I'm stunned about all the Oscar buzz buzzing around Silver Linings Playbook. Really? This is an utterly predictable, average rom com film. It's about a guy with mental illness and a girl with emotional challenges who teaches him to dance. It's Saturday Night Fever for the bipolar set.

That no nominations came for another French film, Rust and Bone, is a shocker to me. This is an amazing film with amazing performances. In a sense it's The Sessions with the genders flipped, and no cash for sex. Stéphanie (actress Marion Cotillard) loses her legs when the platform from which she directs Orca whale performances collapses. She's desperate for a road back to humanity, to life, to a sexual life. Her guide turns out to be Ali (played by Matthias Schoenaerts), a kind of wild man , a bare-fisted boxer she met before her amputations. He's rough and tough and in his amorous moves, no Helen Hunt. This movie is tender and brutal. Its subject is the body, all our bodies, the risks we take with them, the insults they suffer, the challenges to them from the perilous natural world. There's no tiger but this is a far deeper film about survival than let's say, Life of Pi.

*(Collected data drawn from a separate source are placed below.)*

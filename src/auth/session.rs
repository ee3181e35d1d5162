use crate::auth::traits::{Authenticator, Registration};
use crate::error::AuthError;
use crate::models::User;
use tracing::info;

/// Partial profile edit; `None` fields are left as they are
#[derive(Debug, Clone, Default)]
pub struct ProfileUpdate {
    pub name: Option<String>,
    pub email: Option<String>,
    pub phone: Option<String>,
    pub avatar: Option<String>,
}

/// The signed-in user for one client
#[derive(Debug, Clone, Default)]
pub struct Session {
    user: Option<User>,
}

impl Session {
    pub fn new() -> Self {
        Self::default()
    }

    pub fn user(&self) -> Option<&User> {
        self.user.as_ref()
    }

    pub fn is_authenticated(&self) -> bool {
        self.user.is_some()
    }

    /// Sign in. The session changes only if the backend call completes.
    pub async fn login(
        &mut self,
        auth: &dyn Authenticator,
        email: &str,
        password: &str,
    ) -> Result<&User, AuthError> {
        let user = auth.login(email, password).await?;
        let user: &User = self.user.insert(user);
        Ok(user)
    }

    /// Create an account and sign in as it
    pub async fn register(
        &mut self,
        auth: &dyn Authenticator,
        registration: Registration,
    ) -> Result<&User, AuthError> {
        let user = auth.register(registration).await?;
        let user: &User = self.user.insert(user);
        Ok(user)
    }

    pub fn logout(&mut self) {
        if let Some(user) = self.user.take() {
            info!("Signed out {}", user.id);
        }
    }

    /// Merge an edit into the current user; ignored when signed out
    pub fn update_profile(&mut self, update: ProfileUpdate) {
        let Some(user) = self.user.as_mut() else {
            return;
        };
        if let Some(name) = update.name {
            user.name = name;
        }
        if let Some(email) = update.email {
            user.email = email;
        }
        if update.phone.is_some() {
            user.phone = update.phone;
        }
        if update.avatar.is_some() {
            user.avatar = update.avatar;
        }
    }
}
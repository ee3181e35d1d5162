//! Quote computation for a prospective stay.

use chrono::NaiveDate;
use serde::{Deserialize, Serialize};

/// Flat fee added to every stay
pub const CLEANING_FEE: f64 = 25.0;

/// Share of the subtotal charged as service fee, rounded to a whole unit
pub const SERVICE_FEE_RATE: f64 = 0.12;

/// Price breakdown shown before a booking is confirmed
#[derive(Debug, Clone, Copy, PartialEq, Serialize, Deserialize)]
#[serde(rename_all = "camelCase")]
pub struct Quote {
    pub nights: u32,
    pub subtotal: f64,
    pub cleaning_fee: f64,
    pub service_fee: f64,
    pub total: f64,
}

/// Number of billed nights between two dates, if positive.
///
/// Calendar dates carry no time of day, so the day difference is already
/// whole and needs no ceiling.
pub fn nights_between(check_in: NaiveDate, check_out: NaiveDate) -> Option<u32> {
    let days = (check_out - check_in).num_days();
    if days <= 0 {
        return None;
    }
    u32::try_from(days).ok()
}

/// Compute a quote, or `None` when dates are missing or the range is empty.
///
/// `None` means "no price yet": the caller keeps the confirm action disabled.
pub fn compute_quote(
    nightly_price: f64,
    check_in: Option<NaiveDate>,
    check_out: Option<NaiveDate>,
) -> Option<Quote> {
    let nights = nights_between(check_in?, check_out?)?;
    Some(quote_for_nights(nightly_price, nights))
}

/// Breakdown for a known positive number of nights
pub fn quote_for_nights(nightly_price: f64, nights: u32) -> Quote {
    let subtotal = f64::from(nights) * nightly_price;
    // subtotal is non-negative, so round() matches half-up rounding
    let service_fee = (subtotal * SERVICE_FEE_RATE).round();
    Quote {
        nights,
        subtotal,
        cleaning_fee: CLEANING_FEE,
        service_fee,
        total: subtotal + CLEANING_FEE + service_fee,
    }
}

#[cfg(test)]
mod tests {
    use super::*;

    fn date(y: i32, m: u32, d: u32) -> Option<NaiveDate> {
        NaiveDate::from_ymd_opt(y, m, d)
    }

    #[test]
    fn three_nights_at_180() {
        let quote = compute_quote(180.0, date(2024, 6, 1), date(2024, 6, 4)).unwrap();
        assert_eq!(quote.nights, 3);
        assert_eq!(quote.subtotal, 540.0);
        assert_eq!(quote.cleaning_fee, 25.0);
        assert_eq!(quote.service_fee, 65.0);
        assert_eq!(quote.total, 630.0);
    }

    #[test]
    fn empty_or_reversed_range_has_no_quote() {
        assert!(compute_quote(180.0, date(2024, 6, 4), date(2024, 6, 4)).is_none());
        assert!(compute_quote(180.0, date(2024, 6, 4), date(2024, 6, 1)).is_none());
        assert!(compute_quote(180.0, None, date(2024, 6, 1)).is_none());
        assert!(compute_quote(180.0, date(2024, 6, 1), None).is_none());
    }

    #[test]
    fn service_fee_rounds_to_nearest_unit() {
        assert_eq!(quote_for_nights(104.0, 1).service_fee, 12.0);
        assert_eq!(quote_for_nights(105.0, 1).service_fee, 13.0);
        assert_eq!(quote_for_nights(95.0, 2).service_fee, 23.0);
    }

    #[test]
    fn subtotal_keeps_fractional_price() {
        let quote = quote_for_nights(99.99, 2);
        assert!((quote.subtotal - 199.98).abs() < 1e-9);
        assert_eq!(quote.service_fee, 24.0);
        assert!((quote.total - (199.98 + 25.0 + 24.0)).abs() < 1e-9);
    }

    #[test]
    fn total_matches_formula_and_is_monotonic() {
        let prices = [1.0, 49.5, 95.0, 120.0, 180.0, 350.0];
        for &price in &prices {
            let mut previous = 0.0;
            for nights in 1..=30 {
                let quote = quote_for_nights(price, nights);
                let subtotal = f64::from(nights) * price;
                let expected = subtotal + 25.0 + (0.12 * subtotal).round();
                assert_eq!(quote.total, expected);
                assert!(quote.total >= previous);
                previous = quote.total;
            }
        }
        for nights in 1..=10 {
            let mut previous = 0.0;
            for &price in &prices {
                let total = quote_for_nights(price, nights).total;
                assert!(total >= previous);
                previous = total;
            }
        }
    }

    #[test]
    fn crossing_month_boundary() {
        assert_eq!(nights_between(date(2024, 2, 28).unwrap(), date(2024, 3, 2).unwrap()), Some(3));
    }
}
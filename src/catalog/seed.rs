use crate::models::{Amenity, Property};

fn images(first: &str) -> Vec<String> {
    let gallery = [
        first,
        "https://images.unsplash.com/photo-1522708323590-d24dbb6b0267?w=600",
        "https://images.unsplash.com/photo-1560448204-e02f11c3d0e2?w=600",
        "https://images.unsplash.com/photo-1502672260266-1c1ef2d93688?w=600",
    ];
    let mut unique: Vec<String> = Vec::with_capacity(gallery.len());
    for url in gallery {
        if !unique.iter().any(|seen| seen == url) {
            unique.push(url.to_string());
        }
    }
    unique
}

struct Listing<'a> {
    id: &'a str,
    title: &'a str,
    location: &'a str,
    price: f64,
    rating: f64,
    reviews: u32,
    cover: &'a str,
    amenities: &'a [Amenity],
    availability: bool,
    rooms: (u32, u32, u32),
    description: &'a str,
    host: (&'a str, &'a str),
}

impl Listing<'_> {
    fn build(self) -> Property {
        let (bedrooms, bathrooms, max_guests) = self.rooms;
        Property {
            id: self.id.to_string(),
            title: self.title.to_string(),
            location: self.location.to_string(),
            price: self.price,
            rating: self.rating,
            reviews: self.reviews,
            images: images(self.cover),
            amenities: self.amenities.to_vec(),
            availability: self.availability,
            bedrooms,
            bathrooms,
            max_guests,
            description: self.description.to_string(),
            host_id: self.host.0.to_string(),
            host_name: self.host.1.to_string(),
        }
    }
}

/// Built-in New York catalog used when no catalog file is configured
pub fn seed_properties() -> Vec<Property> {
    vec![
        Listing {
            id: "1",
            title: "Modern Downtown Loft",
            location: "Manhattan, New York",
            price: 180.0,
            rating: 4.8,
            reviews: 124,
            cover: "https://images.unsplash.com/photo-1522708323590-d24dbb6b0267?w=600",
            amenities: &[Amenity::Wifi, Amenity::Parking, Amenity::Coffee],
            availability: true,
            rooms: (2, 2, 4),
            description: "Modern loft with floor-to-ceiling windows, exposed brick and a full kitchen.",
            host: ("host1", "Sarah Johnson"),
        }
        .build(),
        Listing {
            id: "2",
            title: "Cozy Studio in Historic District",
            location: "Brooklyn, New York",
            price: 120.0,
            rating: 4.6,
            reviews: 89,
            cover: "https://images.unsplash.com/photo-1560448204-e02f11c3d0e2?w=600",
            amenities: &[Amenity::Wifi, Amenity::Coffee],
            availability: true,
            rooms: (1, 1, 2),
            description: "Studio with original hardwood floors, walking distance to the subway.",
            host: ("host2", "Michael Chen"),
        }
        .build(),
        Listing {
            id: "3",
            title: "Luxury Penthouse Suite",
            location: "Midtown, New York",
            price: 350.0,
            rating: 4.9,
            reviews: 203,
            cover: "https://images.unsplash.com/photo-1502672260266-1c1ef2d93688?w=600",
            amenities: &[Amenity::Wifi, Amenity::Parking, Amenity::Coffee],
            availability: false,
            rooms: (3, 3, 6),
            description: "Penthouse with panoramic views, a private terrace and concierge service.",
            host: ("host3", "Emma Rodriguez"),
        }
        .build(),
        Listing {
            id: "4",
            title: "Charming Garden Apartment",
            location: "Queens, New York",
            price: 95.0,
            rating: 4.4,
            reviews: 67,
            cover: "https://images.unsplash.com/photo-1493809842364-78817add7ffb?w=600",
            amenities: &[Amenity::Wifi, Amenity::Parking],
            availability: true,
            rooms: (2, 1, 4),
            description: "Garden apartment with private outdoor space in a quiet neighborhood.",
            host: ("host4", "David Park"),
        }
        .build(),
        Listing {
            id: "5",
            title: "Sleek Business District Flat",
            location: "Financial District, New York",
            price: 200.0,
            rating: 4.7,
            reviews: 156,
            cover: "https://images.unsplash.com/photo-1505693416388-ac5ce068fe85?w=600",
            amenities: &[Amenity::Wifi, Amenity::Coffee],
            availability: true,
            rooms: (1, 1, 2),
            description: "Flat for business travelers, steps from Wall Street.",
            host: ("host5", "Lisa Thompson"),
        }
        .build(),
        Listing {
            id: "6",
            title: "Artist's Creative Space",
            location: "Williamsburg, Brooklyn",
            price: 140.0,
            rating: 4.5,
            reviews: 92,
            cover: "https://images.unsplash.com/photo-1484101403633-562f891dc89a?w=600",
            amenities: &[Amenity::Wifi],
            availability: true,
            rooms: (1, 1, 3),
            description: "Artist's loft near galleries, restaurants and nightlife.",
            host: ("host6", "Alex Rivera"),
        }
        .build(),
    ]
}
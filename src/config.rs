use std::time::Duration;

use config::{Config, ConfigError};
use serde::{Deserialize, Serialize};

/// Runtime settings for the storefront demo
#[derive(Debug, Clone, Serialize, Deserialize)]
pub struct AppConfig {
    /// JSON catalog to load instead of the built-in listings
    #[serde(default)]
    pub catalog_path: Option<String>,
    #[serde(default = "default_auth_delay_ms")]
    pub auth_delay_ms: u64,
    #[serde(default = "default_booking_delay_ms")]
    pub booking_delay_ms: u64,
    #[serde(default = "default_booking_timeout_ms")]
    pub booking_timeout_ms: u64,
    #[serde(default = "default_output_path")]
    pub output_path: String,
    #[serde(default = "default_log_level")]
    pub log_level: String,
}

fn default_auth_delay_ms() -> u64 {
    1000
}

fn default_booking_delay_ms() -> u64 {
    2000
}

fn default_booking_timeout_ms() -> u64 {
    10_000
}

fn default_output_path() -> String {
    "bookings.json".to_string()
}

fn default_log_level() -> String {
    "info".to_string()
}

impl Default for AppConfig {
    fn default() -> Self {
        Self {
            catalog_path: None,
            auth_delay_ms: default_auth_delay_ms(),
            booking_delay_ms: default_booking_delay_ms(),
            booking_timeout_ms: default_booking_timeout_ms(),
            output_path: default_output_path(),
            log_level: default_log_level(),
        }
    }
}

impl AppConfig {
    /// Load from `storefront.toml` (optional) and `STOREFRONT_*` variables
    pub fn load() -> Result<Self, ConfigError> {
        let settings = Config::builder()
            .add_source(config::File::with_name("storefront.toml").required(false))
            .add_source(config::Environment::with_prefix("STOREFRONT"))
            .build()?;
        let config: Self = settings.try_deserialize()?;
        config.validate()?;
        Ok(config)
    }

    pub fn validate(&self) -> Result<(), ConfigError> {
        if self.booking_timeout_ms == 0 {
            return Err(ConfigError::Message("booking_timeout_ms must be positive".to_string()));
        }
        Ok(())
    }

    pub fn auth_delay(&self) -> Duration {
        Duration::from_millis(self.auth_delay_ms)
    }

    pub fn booking_delay(&self) -> Duration {
        Duration::from_millis(self.booking_delay_ms)
    }

    pub fn booking_timeout(&self) -> Duration {
        Duration::from_millis(self.booking_timeout_ms)
    }
}

#[cfg(test)]
mod tests {
    use super::*;

    #[test]
    fn missing_keys_take_defaults() {
        let settings = Config::builder()
            .set_override("auth_delay_ms", 5)
            .unwrap()
            .build()
            .unwrap();
        let config: AppConfig = settings.try_deserialize().unwrap();
        assert_eq!(config.auth_delay(), Duration::from_millis(5));
        assert_eq!(config.booking_delay_ms, 2000);
        assert_eq!(config.output_path, "bookings.json");
        assert!(config.catalog_path.is_none());
    }

    #[test]
    fn zero_timeout_is_rejected() {
        let config = AppConfig {
            booking_timeout_ms: 0,
            ..AppConfig::default()
        };
        assert!(config.validate().is_err());
        assert!(AppConfig::default().validate().is_ok());
    }
}
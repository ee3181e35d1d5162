pub mod processor;

pub use processor::{PaymentProcessor, SimulatedProcessor};

use std::time::Duration;

use chrono::NaiveDate;
use tracing::{info, warn};

use crate::auth::Session;
use crate::error::CheckoutError;
use crate::ledger::SharedLedger;
use crate::models::{Booking, BookingStatus, NewBooking, Property};
use crate::pricing::{compute_quote, Quote};

/// What the booking dialog has collected so far
#[derive(Debug, Clone)]
pub struct BookingRequest {
    pub property: Property,
    pub check_in: Option<NaiveDate>,
    pub check_out: Option<NaiveDate>,
    pub guests: u32,
}

impl BookingRequest {
    pub fn new(property: Property) -> Self {
        Self {
            property,
            check_in: None,
            check_out: None,
            guests: 1,
        }
    }

    pub fn with_dates(mut self, check_in: NaiveDate, check_out: NaiveDate) -> Self {
        self.check_in = Some(check_in);
        self.check_out = Some(check_out);
        self
    }

    pub fn with_guests(mut self, guests: u32) -> Self {
        self.guests = guests;
        self
    }

    /// Current price breakdown, if the dates form a stay
    pub fn quote(&self) -> Option<Quote> {
        compute_quote(self.property.price, self.check_in, self.check_out)
    }

    /// Check every precondition for confirming, returning the quote to charge
    pub fn validate(&self, session: &Session) -> Result<ValidatedRequest, CheckoutError> {
        let user = session.user().ok_or(CheckoutError::NotAuthenticated)?;
        let (Some(check_in), Some(check_out)) = (self.check_in, self.check_out) else {
            return Err(CheckoutError::MissingDates);
        };
        let quote = self.quote().ok_or(CheckoutError::NoQuote)?;
        if !self.property.availability {
            return Err(CheckoutError::Unavailable {
                id: self.property.id.clone(),
            });
        }
        if self.guests == 0 || self.guests > self.property.max_guests {
            return Err(CheckoutError::GuestCount {
                guests: self.guests,
                max_guests: self.property.max_guests,
            });
        }
        Ok(ValidatedRequest {
            user_id: user.id.clone(),
            check_in,
            check_out,
            quote,
        })
    }

    /// Whether the confirm action should be enabled
    pub fn can_confirm(&self, session: &Session) -> bool {
        self.validate(session).is_ok()
    }
}

/// A request that passed every precondition
#[derive(Debug, Clone, PartialEq)]
pub struct ValidatedRequest {
    pub user_id: String,
    pub check_in: NaiveDate,
    pub check_out: NaiveDate,
    pub quote: Quote,
}

/// Confirms booking requests: charge first, then append to the ledger
pub struct Checkout {
    ledger: SharedLedger,
    processor: Box<dyn PaymentProcessor>,
    timeout: Duration,
}

impl Checkout {
    pub fn new(ledger: SharedLedger, processor: Box<dyn PaymentProcessor>, timeout: Duration) -> Self {
        Self {
            ledger,
            processor,
            timeout,
        }
    }

    /// Charge and record a confirmed booking.
    ///
    /// The ledger is only touched after the charge succeeds, so a failed,
    /// timed out or dropped confirmation never leaves a partial booking.
    pub async fn confirm(&self, session: &Session, request: &BookingRequest) -> Result<Booking, CheckoutError> {
        let validated = request.validate(session)?;
        let total = validated.quote.total;

        let charge = self.processor.charge(&validated.user_id, total);
        match tokio::time::timeout(self.timeout, charge).await {
            Ok(Ok(())) => {}
            Ok(Err(e)) => {
                warn!("Payment via {} failed: {:#}", self.processor.processor_name(), e);
                return Err(CheckoutError::PaymentFailed {
                    reason: e.to_string(),
                });
            }
            Err(_) => {
                let timeout_ms = u64::try_from(self.timeout.as_millis()).unwrap_or(u64::MAX);
                warn!("Payment timed out after {} ms", timeout_ms);
                return Err(CheckoutError::TimedOut { timeout_ms });
            }
        }

        let new = NewBooking {
            property_id: request.property.id.clone(),
            property: request.property.clone(),
            user_id: validated.user_id,
            check_in: validated.check_in,
            check_out: validated.check_out,
            guests: request.guests,
            total_price: total,
            status: BookingStatus::Confirmed,
        };
        let booking = self.ledger.lock().await.create_booking(new);
        info!("Booking confirmed: {} at {}", booking.id, booking.property.title);
        Ok(booking)
    }
}
use crate::error::AuthError;
use crate::models::User;
use async_trait::async_trait;

/// Details collected by the sign-up form
#[derive(Debug, Clone, Default)]
pub struct Registration {
    pub name: String,
    pub email: String,
    pub password: String,
    pub phone: Option<String>,
}

/// Common trait for account backends.
///
/// Implementations must apply any side effect only once the call resolves,
/// so a caller can drop the future or wrap it in a timeout safely.
#[async_trait]
pub trait Authenticator: Send + Sync {
    /// Sign in with email and password
    async fn login(&self, email: &str, password: &str) -> Result<User, AuthError>;

    /// Create a guest account
    async fn register(&self, registration: Registration) -> Result<User, AuthError>;

    /// Get the name of the backend
    fn backend_name(&self) -> &'static str;
}
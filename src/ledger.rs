//! Append-only booking ledger and the views dashboards derive from it.

use std::collections::HashSet;
use std::sync::Arc;

use chrono::{DateTime, Utc};
use tokio::sync::Mutex;
use tracing::{debug, info};
use uuid::Uuid;

use crate::models::{Booking, BookingStatus, NewBooking, Property};

/// Ledger handle shared by every client of one storefront
pub type SharedLedger = Arc<Mutex<BookingLedger>>;

#[derive(Debug, Default)]
pub struct BookingLedger {
    bookings: Vec<Booking>,
}

impl BookingLedger {
    pub fn new() -> Self {
        Self::default()
    }

    pub fn shared() -> SharedLedger {
        Arc::new(Mutex::new(Self::new()))
    }

    /// Append a booking with a fresh id, stamped with the current time
    pub fn create_booking(&mut self, new: NewBooking) -> Booking {
        self.create_booking_at(new, Utc::now())
    }

    pub fn create_booking_at(&mut self, new: NewBooking, created_at: DateTime<Utc>) -> Booking {
        let id = format!("booking-{}", Uuid::new_v4().simple());
        let booking = Booking::from_new(id, new, created_at);
        info!(
            "Created booking {} for property {} ({})",
            booking.id, booking.property_id, booking.status
        );
        self.bookings.push(booking.clone());
        booking
    }

    /// Mark a booking cancelled. Unknown ids are ignored.
    pub fn cancel_booking(&mut self, booking_id: &str) {
        match self.bookings.iter_mut().find(|b| b.id == booking_id) {
            Some(booking) => {
                booking.status = BookingStatus::Cancelled;
                info!("Cancelled booking {}", booking_id);
            }
            None => debug!("Cancel ignored, no booking {}", booking_id),
        }
    }

    pub fn bookings(&self) -> &[Booking] {
        &self.bookings
    }

    pub fn len(&self) -> usize {
        self.bookings.len()
    }

    pub fn is_empty(&self) -> bool {
        self.bookings.is_empty()
    }

    pub fn get(&self, booking_id: &str) -> Option<&Booking> {
        self.bookings.iter().find(|b| b.id == booking_id)
    }

    pub fn filter_by_user(&self, user_id: &str) -> Vec<Booking> {
        self.bookings
            .iter()
            .filter(|b| b.user_id == user_id)
            .cloned()
            .collect()
    }

    /// Bookings made against any of `properties`, in ledger order
    pub fn filter_by_properties(&self, properties: &[Property]) -> Vec<Booking> {
        let ids: HashSet<&str> = properties.iter().map(|p| p.id.as_str()).collect();
        self.bookings
            .iter()
            .filter(|b| ids.contains(b.property_id.as_str()))
            .cloned()
            .collect()
    }
}

/// Confirmed bookings whose check-in is still ahead. Cancelled stays are left out.
pub fn upcoming(bookings: &[Booking], now: DateTime<Utc>) -> Vec<Booking> {
    bookings
        .iter()
        .filter(|b| b.status == BookingStatus::Confirmed && b.check_in_at() > now)
        .cloned()
        .collect()
}

/// Bookings whose check-out has passed, whatever their status.
pub fn past(bookings: &[Booking], now: DateTime<Utc>) -> Vec<Booking> {
    bookings
        .iter()
        .filter(|b| b.check_out_at() < now)
        .cloned()
        .collect()
}

/// Sum of confirmed booking totals
pub fn revenue(bookings: &[Booking]) -> f64 {
    bookings
        .iter()
        .filter(|b| b.status == BookingStatus::Confirmed)
        .map(|b| b.total_price)
        .sum()
}

/// Mean listing rating, 0 when there are no listings
pub fn average_rating(properties: &[Property]) -> f64 {
    if properties.is_empty() {
        return 0.0;
    }
    properties.iter().map(|p| p.rating).sum::<f64>() / properties.len() as f64
}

I loved Lincoln, though I did think Daniel Day-Lewis's voice could come down a notch or two. I especially loved Tommy Lee Jones as the abolitionist Thaddeus Stevens, especially when he gets home and tosses off that ridiculous wig, the way I rip off my bra as soon as I get in the door. What I didn't get was Sally Field as Mary Todd Lincoln. I learned from Jon Stewart's interview with Field that Steven Spielberg originally had his doubts about this bit of casting. Because Sally wanted the role so much, she was willing to abide by Spielberg's requirement that she audition for it. I know she's won lots of awards and I do think she's great, but this former Flying Nun's perky, cute, funny, kindly, now grandmotherly -- remember Brothers and Sisters? -- persona isn't the one that comes to mind for me when I think of morose, miserable, mad with sorrow Mary Todd Lincoln. I think Spielberg's first instinct was right.

Finally, I have no idea about Zero Dark Thirty. I have no intention of sitting through 45 minutes of episodic depictions of torture. Besides, I know how it ends.